* _Work to complete_:
Repeat every entry exactly as given.
(Data for processing)
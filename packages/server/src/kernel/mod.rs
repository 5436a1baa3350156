//! Kernel module - server infrastructure and dependencies.

pub mod ai;
pub mod deps;
pub mod scheduled_tasks;
pub mod storage;
pub mod test_dependencies;
pub mod traits;

pub use ai::OpenAIVision;
pub use deps::{QueueSettings, ServerDeps};
pub use storage::HostedImageStore;
pub use traits::*;
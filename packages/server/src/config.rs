use anyhow::{Context, Result};
use dotenvy::dotenv;
use std::env;
use std::str::FromStr;

/// Application configuration loaded from environment variables
#[derive(Debug, Clone)]
pub struct Config {
    pub database_url: String,
    pub port: u16,
    pub openai_api_key: String,
    pub openai_model: String,
    pub openai_base_url: Option<String>,
    pub jwt_secret: String,
    pub jwt_issuer: String,
    pub blog_api_key: String,
    pub worker_secret: Option<String>,
    pub site_url: String,
    pub storage_url: Option<String>,
    pub storage_service_key: Option<String>,
    pub storage_bucket: String,
    /// Empty means any origin
    pub allowed_origins: Vec<String>,
    pub job_batch_size: i64,
    pub job_max_attempts: i32,
    pub job_stale_after_minutes: i64,
    pub worker_cron: Option<String>,
    pub http_timeout_secs: u64,
}

/// Read an optional variable, treating blank values as unset
fn optional(key: &str) -> Option<String> {
    env::var(key)
        .ok()
        .map(|v| v.trim().to_string())
        .filter(|v| !v.is_empty())
}

fn required(key: &str) -> Result<String> {
    optional(key).with_context(|| format!("{} must be set", key))
}

fn parse_or<T>(key: &str, raw: Option<String>, default: T) -> Result<T>
where
    T: FromStr,
    T::Err: std::error::Error + Send + Sync + 'static,
{
    match raw {
        Some(value) => value
            .parse()
            .with_context(|| format!("{} must be a valid number", key)),
        None => Ok(default),
    }
}

/// Split a comma separated list, dropping blanks
pub fn parse_list(raw: &str) -> Vec<String> {
    raw.split(',')
        .map(|s| s.trim().to_string())
        .filter(|s| !s.is_empty())
        .collect()
}

impl Config {
    /// Load configuration from environment variables
    pub fn from_env() -> Result<Self> {
        // Load .env file if present (development)
        let _ = dotenv();

        let config = Self {
            database_url: required("DATABASE_URL")?,
            port: parse_or("PORT", optional("PORT"), 8080)?,
            openai_api_key: required("OPENAI_API_KEY")?,
            openai_model: optional("OPENAI_MODEL").unwrap_or_else(|| "gpt-4o".to_string()),
            openai_base_url: optional("OPENAI_BASE_URL"),
            jwt_secret: required("JWT_SECRET")?,
            jwt_issuer: optional("JWT_ISSUER").unwrap_or_else(|| "site-auth".to_string()),
            blog_api_key: required("BLOG_API_KEY")?,
            worker_secret: optional("WORKER_SECRET"),
            site_url: required("SITE_URL")?,
            storage_url: optional("STORAGE_URL"),
            storage_service_key: optional("STORAGE_SERVICE_KEY"),
            storage_bucket: optional("STORAGE_BUCKET")
                .unwrap_or_else(|| "site-images".to_string()),
            allowed_origins: optional("ALLOWED_ORIGINS")
                .map(|v| parse_list(&v))
                .unwrap_or_default(),
            job_batch_size: parse_or("JOB_BATCH_SIZE", optional("JOB_BATCH_SIZE"), 5)?,
            job_max_attempts: parse_or("JOB_MAX_ATTEMPTS", optional("JOB_MAX_ATTEMPTS"), 3)?,
            job_stale_after_minutes: parse_or(
                "JOB_STALE_AFTER_MINUTES",
                optional("JOB_STALE_AFTER_MINUTES"),
                15,
            )?,
            worker_cron: optional("WORKER_CRON"),
            http_timeout_secs: parse_or("HTTP_TIMEOUT_SECS", optional("HTTP_TIMEOUT_SECS"), 90)?,
        };

        config.validate()?;
        Ok(config)
    }

    /// Queue settings that would stall or thrash the worker
    fn validate(&self) -> Result<()> {
        if self.job_batch_size < 1 {
            anyhow::bail!("JOB_BATCH_SIZE must be at least 1");
        }
        if self.job_max_attempts < 1 {
            anyhow::bail!("JOB_MAX_ATTEMPTS must be at least 1");
        }
        // A zero window would release rows that are still being worked on
        if self.job_stale_after_minutes < 1 {
            anyhow::bail!("JOB_STALE_AFTER_MINUTES must be at least 1");
        }
        Ok(())
    }

    /// Storage settings, when both the URL and the service key are present
    pub fn storage(&self) -> Option<(&str, &str)> {
        match (&self.storage_url, &self.storage_service_key) {
            (Some(url), Some(key)) => Some((url.as_str(), key.as_str())),
            _ => None,
        }
    }
}

#[cfg(test)]
mod tests {
    use super::*;

    fn sample() -> Config {
        Config {
            database_url: "postgres://localhost/site".into(),
            port: 8080,
            openai_api_key: "sk-test".into(),
            openai_model: "gpt-4o".into(),
            openai_base_url: None,
            jwt_secret: "secret".into(),
            jwt_issuer: "site-auth".into(),
            blog_api_key: "intake".into(),
            worker_secret: None,
            site_url: "https://concrete.example".into(),
            storage_url: None,
            storage_service_key: None,
            storage_bucket: "site-images".into(),
            allowed_origins: vec![],
            job_batch_size: 5,
            job_max_attempts: 3,
            job_stale_after_minutes: 15,
            worker_cron: None,
            http_timeout_secs: 90,
        }
    }

    #[test]
    fn test_defaults_validate() {
        assert!(sample().validate().is_ok());
    }

    #[test]
    fn test_queue_settings_must_be_positive() {
        for stale in [0, -5] {
            let config = Config {
                job_stale_after_minutes: stale,
                ..sample()
            };
            let err = config.validate().unwrap_err();
            assert!(err.to_string().contains("JOB_STALE_AFTER_MINUTES"));
        }

        let config = Config {
            job_batch_size: 0,
            ..sample()
        };
        assert!(config.validate().is_err());

        let config = Config {
            job_max_attempts: 0,
            ..sample()
        };
        assert!(config.validate().is_err());
    }

    #[test]
    fn test_parse_list() {
        assert_eq!(
            parse_list(" https://a.test, ,https://b.test "),
            vec!["https://a.test".to_string(), "https://b.test".to_string()]
        );
        assert!(parse_list("").is_empty());
    }

    #[test]
    fn test_parse_or_uses_default_when_unset() {
        assert_eq!(parse_or::<u16>("PORT", None, 8080).unwrap(), 8080);
        assert_eq!(parse_or::<u16>("PORT", Some("3000".into()), 8080).unwrap(), 3000);
    }

    #[test]
    fn test_parse_or_rejects_garbage() {
        let err = parse_or::<i64>("JOB_BATCH_SIZE", Some("lots".into()), 5).unwrap_err();
        assert!(err.to_string().contains("JOB_BATCH_SIZE"));
    }
}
(End Data for processing)
* _Result of the exercise_:
filename packages/server/src/kernel/mod.rs
repository 5436a1baa3350156
//! Kernel module - server infrastructure and dependencies.

pub mod ai;
pub mod deps;
pub mod scheduled_tasks;
pub mod storage;
pub mod test_dependencies;
pub mod traits;

pub use ai::OpenAIVision;
pub use deps::{QueueSettings, ServerDeps};
pub use storage::HostedImageStore;
pub use traits::*;
filename packages/server/src/config.rs
use anyhow::{Context, Result};
use dotenvy::dotenv;
use std::env;
use std::str::FromStr;

/// Application configuration loaded from environment variables
#[derive(Debug, Clone)]
pub struct Config {
    pub database_url: String,
    pub port: u16,
    pub openai_api_key: String,
    pub openai_model: String,
    pub openai_base_url: Option<String>,
    pub jwt_secret: String,
    pub jwt_issuer: String,
    pub blog_api_key: String,
    pub worker_secret: Option<String>,
    pub site_url: String,
    pub storage_url: Option<String>,
    pub storage_service_key: Option<String>,
    pub storage_bucket: String,
    /// Empty means any origin
    pub allowed_origins: Vec<String>,
    pub job_batch_size: i64,
    pub job_max_attempts: i32,
    pub job_stale_after_minutes: i64,
    pub worker_cron: Option<String>,
    pub http_timeout_secs: u64,
}

/// Read an optional variable, treating blank values as unset
fn optional(key: &str) -> Option<String> {
    env::var(key)
        .ok()
        .map(|v| v.trim().to_string())
        .filter(|v| !v.is_empty())
}

fn required(key: &str) -> Result<String> {
    optional(key).with_context(|| format!("{} must be set", key))
}

fn parse_or<T>(key: &str, raw: Option<String>, default: T) -> Result<T>
where
    T: FromStr,
    T::Err: std::error::Error + Send + Sync + 'static,
{
    match raw {
        Some(value) => value
            .parse()
            .with_context(|| format!("{} must be a valid number", key)),
        None => Ok(default),
    }
}

/// Split a comma separated list, dropping blanks
pub fn parse_list(raw: &str) -> Vec<String> {
    raw.split(',')
        .map(|s| s.trim().to_string())
        .filter(|s| !s.is_empty())
        .collect()
}

impl Config {
    /// Load configuration from environment variables
    pub fn from_env() -> Result<Self> {
        // Load .env file if present (development)
        let _ = dotenv();

        let config = Self {
            database_url: required("DATABASE_URL")?,
            port: parse_or("PORT", optional("PORT"), 8080)?,
            openai_api_key: required("OPENAI_API_KEY")?,
            openai_model: optional("OPENAI_MODEL").unwrap_or_else(|| "gpt-4o".to_string()),
            openai_base_url: optional("OPENAI_BASE_URL"),
            jwt_secret: required("JWT_SECRET")?,
            jwt_issuer: optional("JWT_ISSUER").unwrap_or_else(|| "site-auth".to_string()),
            blog_api_key: required("BLOG_API_KEY")?,
            worker_secret: optional("WORKER_SECRET"),
            site_url: required("SITE_URL")?,
            storage_url: optional("STORAGE_URL"),
            storage_service_key: optional("STORAGE_SERVICE_KEY"),
            storage_bucket: optional("STORAGE_BUCKET")
                .unwrap_or_else(|| "site-images".to_string()),
            allowed_origins: optional("ALLOWED_ORIGINS")
                .map(|v| parse_list(&v))
                .unwrap_or_default(),
            job_batch_size: parse_or("JOB_BATCH_SIZE", optional("JOB_BATCH_SIZE"), 5)?,
            job_max_attempts: parse_or("JOB_MAX_ATTEMPTS", optional("JOB_MAX_ATTEMPTS"), 3)?,
            job_stale_after_minutes: parse_or(
                "JOB_STALE_AFTER_MINUTES",
                optional("JOB_STALE_AFTER_MINUTES"),
                15,
            )?,
            worker_cron: optional("WORKER_CRON"),
            http_timeout_secs: parse_or("HTTP_TIMEOUT_SECS", optional("HTTP_TIMEOUT_SECS"), 90)?,
        };

        config.validate()?;
        Ok(config)
    }

    /// Queue settings that would stall or thrash the worker
    fn validate(&self) -> Result<()> {
        if self.job_batch_size < 1 {
            anyhow::bail!("JOB_BATCH_SIZE must be at least 1");
        }
        if self.job_max_attempts < 1 {
            anyhow::bail!("JOB_MAX_ATTEMPTS must be at least 1");
        }
        // A zero window would release rows that are still being worked on
        if self.job_stale_after_minutes < 1 {
            anyhow::bail!("JOB_STALE_AFTER_MINUTES must be at least 1");
        }
        Ok(())
    }

    /// Storage settings, when both the URL and the service key are present
    pub fn storage(&self) -> Option<(&str, &str)> {
        match (&self.storage_url, &self.storage_service_key) {
            (Some(url), Some(key)) => Some((url.as_str(), key.as_str())),
            _ => None,
        }
    }
}

#[cfg(test)]
mod tests {
    use super::*;

    fn sample() -> Config {
        Config {
            database_url: "postgres://localhost/site".into(),
            port: 8080,
            openai_api_key: "sk-test".into(),
            openai_model: "gpt-4o".into(),
            openai_base_url: None,
            jwt_secret: "secret".into(),
            jwt_issuer: "site-auth".into(),
            blog_api_key: "intake".into(),
            worker_secret: None,
            site_url: "https://concrete.example".into(),
            storage_url: None,
            storage_service_key: None,
            storage_bucket: "site-images".into(),
            allowed_origins: vec![],
            job_batch_size: 5,
            job_max_attempts: 3,
            job_stale_after_minutes: 15,
            worker_cron: None,
            http_timeout_secs: 90,
        }
    }

    #[test]
    fn test_defaults_validate() {
        assert!(sample().validate().is_ok());
    }

    #[test]
    fn test_queue_settings_must_be_positive() {
        for stale in [0, -5] {
            let config = Config {
                job_stale_after_minutes: stale,
                ..sample()
            };
            let err = config.validate().unwrap_err();
            assert!(err.to_string().contains("JOB_STALE_AFTER_MINUTES"));
        }

        let config = Config {
            job_batch_size: 0,
            ..sample()
        };
        assert!(config.validate().is_err());

        let config = Config {
            job_max_attempts: 0,
            ..sample()
        };
        assert!(config.validate().is_err());
    }

    #[test]
    fn test_parse_list() {
        assert_eq!(
            parse_list(" https://a.test, ,https://b.test "),
            vec!["https://a.test".to_string(), "https://b.test".to_string()]
        );
        assert!(parse_list("").is_empty());
    }

    #[test]
    fn test_parse_or_uses_default_when_unset() {
        assert_eq!(parse_or::<u16>("PORT", None, 8080).unwrap(), 8080);
        assert_eq!(parse_or::<u16>("PORT", Some("3000".into()), 8080).unwrap(), 3000);
    }

    #[test]
    fn test_parse_or_rejects_garbage() {
        let err = parse_or::<i64>("JOB_BATCH_SIZE", Some("lots".into()), 5).unwrap_err();
        assert!(err.to_string().contains("JOB_BATCH_SIZE"));
    }
}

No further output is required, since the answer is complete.